Word for word, retype the first line of the records and every following line through the one containing "pub const NONCE_LENGTH: usize = 32;".

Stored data
+ + + + +
//! The challenge/response handshake performed on every new pool connection.
//!
//! Immediately after the TLS session is established, the remote sends a single
//! challenge blob. The client parses it, signs the challenge nonce with the
//! tunnel's private key, and replies with exactly one response frame: the
//! compressed public key followed by a fixed-width ECDSA signature. The remote
//! recovers the tunnel id from the public key and verifies the signature; the
//! client does not wait for an acknowledgement. After this exchange the
//! connection carries opaque user bytes in both directions.

use {
    k256::ecdsa::{signature::Signer, Signature, SigningKey},
    thiserror::Error,
};

/// Length of the challenge nonce issued by the remote.
pub const NONCE_LENGTH: usize = 32;

/// Length of the compressed SEC1 public key in the response frame.
pub const PUBLIC_KEY_LENGTH: usize = 33;

/// Length of the fixed-width ECDSA signature in the response frame.
pub const SIGNATURE_LENGTH: usize = 64;

/// Total length of the response frame.
pub const RESPONSE_LENGTH: usize = PUBLIC_KEY_LENGTH + SIGNATURE_LENGTH;

/// The error returned when a challenge blob cannot be parsed.
#[derive(Debug, Error)]
#[non_exhaustive]
pub enum HandshakeError {
    #[error("malformed challenge: {0} bytes is shorter than the challenge nonce")]
    TruncatedChallenge(usize),
}

/// A parsed challenge, ready to be signed.
///
/// The nonce is the first [`NONCE_LENGTH`] bytes of the blob; any trailing
/// bytes are tolerated and ignored, so the remote is free to extend the
/// challenge format without breaking older agents.
#[derive(Debug, Clone, PartialEq, Eq)]
pub struct Handshake {
    nonce: [u8; NONCE_LENGTH],
}

impl Handshake {
    /// Parse a challenge blob as received from the remote.
    pub fn from_bytes(blob: &[u8]) -> Result<Self, HandshakeError> {
        if blob.len() < NONCE_LENGTH {
            return Err(HandshakeError::TruncatedChallenge(blob.len()));
        }
        let mut nonce = [0; NONCE_LENGTH];
        nonce.copy_from_slice(&blob[..NONCE_LENGTH]);
        Ok(Handshake { nonce })
    }

    pub fn nonce(&self) -> &[u8; NONCE_LENGTH] {
        &self.nonce
    }

    /// Sign the challenge nonce, producing the response frame to send back.
    ///
    /// Signatures are deterministic (RFC 6979), so signing the same challenge
    /// with the same key always yields the same frame.
    pub fn sign(&self, signing_key: &SigningKey) -> SignedResponse {
        let signature: Signature = signing_key.sign(&self.nonce);
        let mut public_key = [0; PUBLIC_KEY_LENGTH];
        public_key.copy_from_slice(
            signing_key
                .verifying_key()
                .to_encoded_point(true)
                .as_bytes(),
        );
        SignedResponse {
            public_key,
            signature,
        }
    }
}

/// A signed challenge response: compressed public key, then signature.
#[derive(Debug, Clone)]
pub struct SignedResponse {
    public_key: [u8; PUBLIC_KEY_LENGTH],
    signature: Signature,
}

impl SignedResponse {
    /// Serialize the response as the single frame written to the remote.
    pub fn to_bytes(&self) -> Vec<u8> {
        let mut bytes = Vec::with_capacity(RESPONSE_LENGTH);
        bytes.extend_from_slice(&self.public_key);
        bytes.extend_from_slice(self.signature.to_bytes().as_slice());
        bytes
    }
}

#[cfg(test)]
mod tests {
    use super::*;
    use k256::ecdsa::{signature::Verifier, VerifyingKey};

    fn signing_key() -> SigningKey {
        SigningKey::from_slice(&[7; 32]).expect("test key must be a valid scalar")
    }

    #[test]
    fn rejects_short_challenge() {
        match Handshake::from_bytes(&[0; NONCE_LENGTH - 1]) {
            Err(HandshakeError::TruncatedChallenge(len)) => assert_eq!(len, NONCE_LENGTH - 1),
            other => panic!("unexpected parse result: {:?}", other),
        }
    }

    #[test]
    fn ignores_trailing_challenge_bytes() {
        let mut blob = vec![9; NONCE_LENGTH];
        blob.extend_from_slice(b"future extension fields");
        let handshake = Handshake::from_bytes(&blob).expect("long challenge parses");
        assert_eq!(handshake.nonce(), &[9; NONCE_LENGTH]);
    }

    #[test]
    fn response_frame_has_fixed_layout() {
        let handshake = Handshake::from_bytes(&[3; NONCE_LENGTH]).expect("challenge parses");
        let frame = handshake.sign(&signing_key()).to_bytes();
        assert_eq!(frame.len(), RESPONSE_LENGTH);
        assert_eq!(
            &frame[..PUBLIC_KEY_LENGTH],
            signing_key()
                .verifying_key()
                .to_encoded_point(true)
                .as_bytes()
        );
    }

    #[test]
    fn response_verifies_against_embedded_public_key() {
        let nonce = [42; NONCE_LENGTH];
        let handshake = Handshake::from_bytes(&nonce).expect("challenge parses");
        let frame = handshake.sign(&signing_key()).to_bytes();

        let public_key = VerifyingKey::from_sec1_bytes(&frame[..PUBLIC_KEY_LENGTH])
            .expect("frame starts with a valid public key");
        let signature = Signature::from_slice(&frame[PUBLIC_KEY_LENGTH..])
            .expect("frame ends with a valid signature");
        assert!(public_key.verify(&nonce, &signature).is_ok());
    }

    #[test]
    fn signing_is_deterministic() {
        let handshake = Handshake::from_bytes(&[5; NONCE_LENGTH]).expect("challenge parses");
        let first = handshake.sign(&signing_key()).to_bytes();
        let second = handshake.sign(&signing_key()).to_bytes();
        assert_eq!(first, second);
    }
}
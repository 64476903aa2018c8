//! Client for the remote's JSON status endpoint.

use {reqwest::header::ACCEPT, reqwest::StatusCode, thiserror::Error};

/// Caller overrides merged over the default status request: query a different
/// host or port, replace the path, or add request headers.
#[derive(Debug, Clone, Default)]
pub struct ProxyInfoOptions {
    pub host: Option<String>,
    pub port: Option<u16>,
    pub path: Option<String>,
    pub headers: Vec<(String, String)>,
}

/// The error returned when the status endpoint cannot be queried.
#[derive(Debug, Error)]
#[non_exhaustive]
pub enum StatusError {
    #[error("status request failed: {0}")]
    Request(#[from] reqwest::Error),
    #[error("{message}")]
    Endpoint { message: String },
    #[error("failed to parse status response: {0}")]
    Parse(#[source] serde_json::Error),
}

/// Issue `GET https://<remote>/<tunnel-id>` and return the parsed JSON body.
///
/// The same self-signed certificate trust applies here as on the tunnel
/// connections themselves, so certificate verification is disabled. On a
/// non-200 response the returned error carries the body's `message` field when
/// the body parses as JSON, and the parse error otherwise.
pub async fn query_proxy_info(
    remote_address: &str,
    tunnel_id: &str,
    options: ProxyInfoOptions,
) -> Result<serde_json::Value, StatusError> {
    let host = options.host.as_deref().unwrap_or(remote_address);
    let path = match &options.path {
        Some(path) => path.clone(),
        None => format!("/{}", tunnel_id),
    };
    let url = match options.port {
        Some(port) => format!("https://{}:{}{}", host, port, path),
        None => format!("https://{}{}", host, path),
    };

    let client = reqwest::Client::builder()
        .danger_accept_invalid_certs(true)
        .build()?;
    let mut request = client.get(&url).header(ACCEPT, "application/json");
    for (name, value) in &options.headers {
        request = request.header(name.as_str(), value.as_str());
    }

    let response = request.send().await?;
    let status = response.status();
    let body = response.text().await?;

    if status == StatusCode::OK {
        return serde_json::from_str(&body).map_err(StatusError::Parse);
    }

    let message = match serde_json::from_str::<serde_json::Value>(&body) {
        Ok(body) => body
            .get("message")
            .and_then(|message| message.as_str())
            .map(str::to_string)
            .unwrap_or_else(|| format!("status endpoint returned {}", status)),
        Err(error) => return Err(StatusError::Parse(error)),
    };
    Err(StatusError::Endpoint { message })
}
//! Dialing the local service a tunnel exposes.

use {
    std::{
        io,
        pin::Pin,
        task::{Context, Poll},
    },
    tokio::{
        io::{AsyncRead, AsyncWrite, ReadBuf},
        net::TcpStream,
    },
    tokio_rustls::client::TlsStream,
    tracing::debug,
};

use super::{connect_tcp, server_name, tls_connector};

/// A connection to the local service, over plain TCP or TLS.
pub enum LocalStream {
    Tcp(TcpStream),
    Tls(Box<TlsStream<TcpStream>>),
}

/// Dials the local service, by TCP or (certificate-blind) TLS.
pub(crate) struct LocalDialer {
    pub local_address: String,
    pub local_port: u16,
    pub secure: bool,
}

impl LocalDialer {
    pub async fn dial(&self) -> Result<LocalStream, io::Error> {
        let tcp_stream = connect_tcp(&self.local_address, self.local_port).await?;
        debug!(address = %self.local_address, port = self.local_port, "connected to local service");

        if !self.secure {
            return Ok(LocalStream::Tcp(tcp_stream));
        }

        let domain = server_name(&self.local_address);
        let tls_stream = tls_connector()
            .connect(domain.as_ref(), tcp_stream)
            .await?;
        Ok(LocalStream::Tls(Box::new(tls_stream)))
    }
}

// Both transports poll identically; the enum exists only to erase the choice,
// so every poll method is the same one-line dispatch.
macro_rules! delegate_to_stream {
    ($self:expr, $stream:ident => $poll:expr) => {
        match $self.get_mut() {
            LocalStream::Tcp($stream) => $poll,
            LocalStream::Tls($stream) => $poll,
        }
    };
}

impl AsyncRead for LocalStream {
    fn poll_read(
        self: Pin<&mut Self>,
        cx: &mut Context<'_>,
        buf: &mut ReadBuf<'_>,
    ) -> Poll<io::Result<()>> {
        delegate_to_stream!(self, stream => Pin::new(stream).poll_read(cx, buf))
    }
}

impl AsyncWrite for LocalStream {
    fn poll_write(
        self: Pin<&mut Self>,
        cx: &mut Context<'_>,
        buf: &[u8],
    ) -> Poll<io::Result<usize>> {
        delegate_to_stream!(self, stream => Pin::new(stream).poll_write(cx, buf))
    }

    fn poll_flush(self: Pin<&mut Self>, cx: &mut Context<'_>) -> Poll<io::Result<()>> {
        delegate_to_stream!(self, stream => Pin::new(stream).poll_flush(cx))
    }

    fn poll_shutdown(self: Pin<&mut Self>, cx: &mut Context<'_>) -> Poll<io::Result<()>> {
        delegate_to_stream!(self, stream => Pin::new(stream).poll_shutdown(cx))
    }
}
+ + + + +
Response for this exercise:
//! The challenge/response handshake performed on every new pool connection.
//!
//! Immediately after the TLS session is established, the remote sends a single
//! challenge blob. The client parses it, signs the challenge nonce with the
//! tunnel's private key, and replies with exactly one response frame: the
//! compressed public key followed by a fixed-width ECDSA signature. The remote
//! recovers the tunnel id from the public key and verifies the signature; the
//! client does not wait for an acknowledgement. After this exchange the
//! connection carries opaque user bytes in both directions.

use {
    k256::ecdsa::{signature::Signer, Signature, SigningKey},
    thiserror::Error,
};

/// Length of the challenge nonce issued by the remote.
pub const NONCE_LENGTH: usize = 32;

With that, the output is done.